# [Task description]
Please find all lines in the data that hold the string "VirtualTexture" and copy them.
Content starts
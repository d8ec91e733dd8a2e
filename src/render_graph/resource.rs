//! Virtual resources for the render graph

use crate::backend::traits::{TextureHandle, TextureViewHandle};
use crate::backend::types::*;

/// Unique identifier for a render graph resource
#[derive(Debug, Clone, Copy, PartialEq, Eq, Hash)]
pub struct ResourceId(pub(crate) u32);

impl std::fmt::Display for ResourceId {
    fn fmt(&self, f: &mut std::fmt::Formatter<'_>) -> std::fmt::Result {
        write!(f, "#{}", self.0)
    }
}

/// Virtual texture resource in the render graph
#[derive(Debug, Clone)]
pub struct VirtualTexture {
    pub id: ResourceId,
    pub desc: TextureDescriptor,
    pub name: String,
}

/// Resource type enumeration
#[derive(Debug, Clone)]
pub enum VirtualResource {
    Texture(VirtualTexture),
    /// External resource (like the swapchain image), bound per frame
    External { id: ResourceId, name: String },
}

impl VirtualResource {
    pub fn id(&self) -> ResourceId {
        match self {
            VirtualResource::Texture(t) => t.id,
            VirtualResource::External { id, .. } => *id,
        }
    }

    pub fn name(&self) -> &str {
        match self {
            VirtualResource::Texture(t) => &t.name,
            VirtualResource::External { name, .. } => name,
        }
    }

    pub fn is_external(&self) -> bool {
        matches!(self, VirtualResource::External { .. })
    }
}

/// How a pass uses a resource
#[derive(Debug, Clone, Copy, PartialEq, Eq)]
pub enum ResourceUsage {
    /// Sampled or loaded in a shader
    TextureRead,
    /// Color attachment whose previous contents are discarded or cleared
    RenderTarget,
    /// Color attachment whose previous contents are kept
    RenderTargetLoad,
    /// Depth attachment tested against
    DepthStencilRead,
    /// Depth attachment written
    DepthStencilWrite,
    /// Source of a texture copy
    CopySrc,
    /// Destination of a texture copy
    CopyDst,
}

/// Resource access declaration for a pass
#[derive(Debug, Clone)]
pub struct ResourceAccess {
    pub resource: ResourceId,
    pub usage: ResourceUsage,
}

impl ResourceAccess {
    pub fn is_read(&self) -> bool {
        matches!(
            self.usage,
            ResourceUsage::TextureRead
                | ResourceUsage::RenderTargetLoad
                | ResourceUsage::DepthStencilRead
                | ResourceUsage::CopySrc
        )
    }

    pub fn is_write(&self) -> bool {
        matches!(
            self.usage,
            ResourceUsage::RenderTarget
                | ResourceUsage::RenderTargetLoad
                | ResourceUsage::DepthStencilWrite
                | ResourceUsage::CopyDst
        )
    }
}

/// Describes texture dimensions that can be relative to screen size
#[derive(Debug, Clone, Copy)]
pub enum TextureSize {
    /// Absolute size in pixels
    Absolute { width: u32, height: u32 },
    /// Relative to screen size (1.0 = full screen)
    Relative { width_scale: f32, height_scale: f32 },
}

impl Default for TextureSize {
    fn default() -> Self {
        TextureSize::Relative {
            width_scale: 1.0,
            height_scale: 1.0,
        }
    }
}

impl TextureSize {
    pub fn resolve(&self, screen_width: u32, screen_height: u32) -> (u32, u32) {
        let (width, height) = match self {
            TextureSize::Absolute { width, height } => (*width, *height),
            TextureSize::Relative {
                width_scale,
                height_scale,
            } => (
                ((screen_width as f32) * width_scale) as u32,
                ((screen_height as f32) * height_scale) as u32,
            ),
        };
        (width.max(1), height.max(1))
    }
}

/// A texture the executor allocated for a virtual resource
#[derive(Debug, Clone, Copy)]
pub struct AllocatedTexture {
    pub texture: TextureHandle,
    pub view: TextureViewHandle,
    pub format: TextureFormat,
    pub width: u32,
    pub height: u32,
}

#[cfg(test)]
mod tests {
    use super::*;

    #[test]
    fn test_relative_size_never_zero() {
        let size = TextureSize::Relative {
            width_scale: 0.5,
            height_scale: 0.5,
        };
        assert_eq!(size.resolve(1920, 1024), (960, 512));
        assert_eq!(size.resolve(1, 1), (1, 1));
    }

    #[test]
    fn test_load_counts_as_read_and_write() {
        let access = ResourceAccess {
            resource: ResourceId(0),
            usage: ResourceUsage::RenderTargetLoad,
        };
        assert!(access.is_read());
        assert!(access.is_write());
    }
}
Content ends
# [Exercise result]
pub struct VirtualTexture {
    Texture(VirtualTexture),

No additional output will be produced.